Data supplied
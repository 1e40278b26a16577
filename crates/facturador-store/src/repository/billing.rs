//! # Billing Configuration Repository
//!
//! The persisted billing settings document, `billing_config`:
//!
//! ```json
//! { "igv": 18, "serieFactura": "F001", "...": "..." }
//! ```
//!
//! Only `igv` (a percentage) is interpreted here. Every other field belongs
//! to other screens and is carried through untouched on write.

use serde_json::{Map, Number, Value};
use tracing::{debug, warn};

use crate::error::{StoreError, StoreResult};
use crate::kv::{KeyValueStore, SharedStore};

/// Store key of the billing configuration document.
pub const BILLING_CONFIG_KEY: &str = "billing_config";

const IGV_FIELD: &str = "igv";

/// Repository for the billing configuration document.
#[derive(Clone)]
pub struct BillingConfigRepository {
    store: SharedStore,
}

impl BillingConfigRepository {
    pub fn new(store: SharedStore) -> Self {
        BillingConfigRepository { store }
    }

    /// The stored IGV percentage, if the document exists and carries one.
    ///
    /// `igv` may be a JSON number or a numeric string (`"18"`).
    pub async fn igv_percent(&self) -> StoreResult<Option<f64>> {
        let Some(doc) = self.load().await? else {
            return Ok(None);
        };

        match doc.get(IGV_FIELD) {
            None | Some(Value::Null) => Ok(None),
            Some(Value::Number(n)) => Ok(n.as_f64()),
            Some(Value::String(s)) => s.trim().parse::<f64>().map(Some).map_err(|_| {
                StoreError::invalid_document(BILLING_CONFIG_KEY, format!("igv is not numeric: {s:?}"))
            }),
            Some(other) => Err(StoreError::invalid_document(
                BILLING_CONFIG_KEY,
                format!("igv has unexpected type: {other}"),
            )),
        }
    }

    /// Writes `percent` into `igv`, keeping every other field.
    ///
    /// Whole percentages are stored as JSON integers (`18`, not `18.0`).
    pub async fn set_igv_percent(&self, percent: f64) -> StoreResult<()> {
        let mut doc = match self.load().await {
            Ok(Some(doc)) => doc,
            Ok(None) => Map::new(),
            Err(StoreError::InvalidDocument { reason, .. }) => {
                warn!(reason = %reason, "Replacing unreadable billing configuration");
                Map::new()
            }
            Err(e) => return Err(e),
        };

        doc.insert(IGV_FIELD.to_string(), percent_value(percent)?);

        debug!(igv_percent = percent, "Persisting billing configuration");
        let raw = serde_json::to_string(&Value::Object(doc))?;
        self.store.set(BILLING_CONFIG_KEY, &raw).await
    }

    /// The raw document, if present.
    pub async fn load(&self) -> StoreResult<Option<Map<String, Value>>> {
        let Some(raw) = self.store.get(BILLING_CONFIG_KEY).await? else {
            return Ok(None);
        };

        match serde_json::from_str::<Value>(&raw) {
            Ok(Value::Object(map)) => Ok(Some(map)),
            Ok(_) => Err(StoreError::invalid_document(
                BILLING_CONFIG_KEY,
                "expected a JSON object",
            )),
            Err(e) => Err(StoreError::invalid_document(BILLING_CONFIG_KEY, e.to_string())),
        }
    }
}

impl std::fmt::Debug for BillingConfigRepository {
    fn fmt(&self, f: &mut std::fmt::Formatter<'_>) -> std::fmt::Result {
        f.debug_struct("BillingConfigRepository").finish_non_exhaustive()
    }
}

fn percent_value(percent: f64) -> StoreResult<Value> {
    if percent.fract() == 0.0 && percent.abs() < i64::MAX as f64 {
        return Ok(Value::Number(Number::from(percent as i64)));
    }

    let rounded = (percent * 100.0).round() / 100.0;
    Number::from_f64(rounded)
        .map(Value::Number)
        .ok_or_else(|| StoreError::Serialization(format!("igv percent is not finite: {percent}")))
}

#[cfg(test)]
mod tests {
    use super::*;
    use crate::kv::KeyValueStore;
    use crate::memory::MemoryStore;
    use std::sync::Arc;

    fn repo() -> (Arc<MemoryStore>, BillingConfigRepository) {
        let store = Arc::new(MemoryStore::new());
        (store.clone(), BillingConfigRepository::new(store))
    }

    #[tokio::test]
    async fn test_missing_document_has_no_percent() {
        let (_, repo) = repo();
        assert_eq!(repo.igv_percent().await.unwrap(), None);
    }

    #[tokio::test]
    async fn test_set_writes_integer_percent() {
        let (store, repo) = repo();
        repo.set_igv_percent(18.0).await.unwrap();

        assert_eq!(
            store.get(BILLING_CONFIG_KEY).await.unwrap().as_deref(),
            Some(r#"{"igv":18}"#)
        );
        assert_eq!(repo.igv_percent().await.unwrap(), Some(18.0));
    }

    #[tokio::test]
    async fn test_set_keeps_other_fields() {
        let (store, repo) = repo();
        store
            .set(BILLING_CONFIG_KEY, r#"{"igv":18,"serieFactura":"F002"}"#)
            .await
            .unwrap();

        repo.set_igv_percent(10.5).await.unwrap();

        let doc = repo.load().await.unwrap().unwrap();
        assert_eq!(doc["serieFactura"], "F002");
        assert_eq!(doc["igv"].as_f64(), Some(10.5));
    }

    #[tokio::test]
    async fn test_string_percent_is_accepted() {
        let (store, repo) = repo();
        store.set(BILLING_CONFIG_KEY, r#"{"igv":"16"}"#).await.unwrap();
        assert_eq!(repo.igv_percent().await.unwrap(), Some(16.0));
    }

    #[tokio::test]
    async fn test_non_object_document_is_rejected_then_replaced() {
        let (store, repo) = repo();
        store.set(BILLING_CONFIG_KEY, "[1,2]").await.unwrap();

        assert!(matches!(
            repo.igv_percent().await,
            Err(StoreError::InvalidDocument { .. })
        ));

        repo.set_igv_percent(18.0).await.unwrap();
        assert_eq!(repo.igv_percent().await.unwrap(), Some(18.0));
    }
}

* * *

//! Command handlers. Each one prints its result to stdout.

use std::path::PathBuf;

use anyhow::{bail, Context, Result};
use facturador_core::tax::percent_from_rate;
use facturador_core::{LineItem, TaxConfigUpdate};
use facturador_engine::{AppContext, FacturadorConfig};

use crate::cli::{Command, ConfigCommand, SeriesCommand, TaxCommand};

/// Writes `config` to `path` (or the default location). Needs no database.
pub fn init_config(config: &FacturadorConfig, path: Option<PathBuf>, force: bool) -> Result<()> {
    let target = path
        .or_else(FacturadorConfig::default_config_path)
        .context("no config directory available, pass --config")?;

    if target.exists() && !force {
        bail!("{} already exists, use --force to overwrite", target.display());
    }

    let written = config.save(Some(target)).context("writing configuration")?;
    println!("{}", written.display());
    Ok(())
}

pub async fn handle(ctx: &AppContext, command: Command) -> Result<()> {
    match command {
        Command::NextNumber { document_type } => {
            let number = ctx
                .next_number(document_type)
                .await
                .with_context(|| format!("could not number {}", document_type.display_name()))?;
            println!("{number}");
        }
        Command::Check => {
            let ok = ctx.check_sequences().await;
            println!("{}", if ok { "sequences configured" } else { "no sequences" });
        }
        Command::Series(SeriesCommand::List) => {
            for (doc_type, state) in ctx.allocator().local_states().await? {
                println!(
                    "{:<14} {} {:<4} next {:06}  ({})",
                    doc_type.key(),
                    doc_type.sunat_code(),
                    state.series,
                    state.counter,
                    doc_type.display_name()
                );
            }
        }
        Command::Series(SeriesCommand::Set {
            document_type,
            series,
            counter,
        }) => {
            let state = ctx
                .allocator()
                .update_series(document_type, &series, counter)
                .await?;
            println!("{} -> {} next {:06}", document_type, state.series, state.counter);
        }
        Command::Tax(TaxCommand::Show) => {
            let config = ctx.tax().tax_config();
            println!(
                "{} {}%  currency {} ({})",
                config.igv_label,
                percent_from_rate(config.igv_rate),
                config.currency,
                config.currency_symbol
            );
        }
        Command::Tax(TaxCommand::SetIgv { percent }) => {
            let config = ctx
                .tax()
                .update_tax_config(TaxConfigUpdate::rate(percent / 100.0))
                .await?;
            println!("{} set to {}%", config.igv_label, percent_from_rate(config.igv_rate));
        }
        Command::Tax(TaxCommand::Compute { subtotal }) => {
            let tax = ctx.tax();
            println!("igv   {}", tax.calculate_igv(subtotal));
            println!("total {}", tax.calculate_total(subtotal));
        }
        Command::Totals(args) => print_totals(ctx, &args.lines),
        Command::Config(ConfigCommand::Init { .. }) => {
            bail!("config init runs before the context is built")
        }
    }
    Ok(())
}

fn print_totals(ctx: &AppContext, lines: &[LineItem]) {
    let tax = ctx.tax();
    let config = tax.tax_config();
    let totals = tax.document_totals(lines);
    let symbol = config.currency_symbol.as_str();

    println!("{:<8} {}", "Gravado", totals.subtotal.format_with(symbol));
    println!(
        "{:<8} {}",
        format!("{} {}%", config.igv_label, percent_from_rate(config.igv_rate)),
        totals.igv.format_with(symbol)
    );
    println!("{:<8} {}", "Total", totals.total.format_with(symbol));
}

Requirement
All lines of the data that hold "written" need to be copied.

Output of the task
    let written = config.save(Some(target)).context("writing configuration")?;
    println!("{}", written.display());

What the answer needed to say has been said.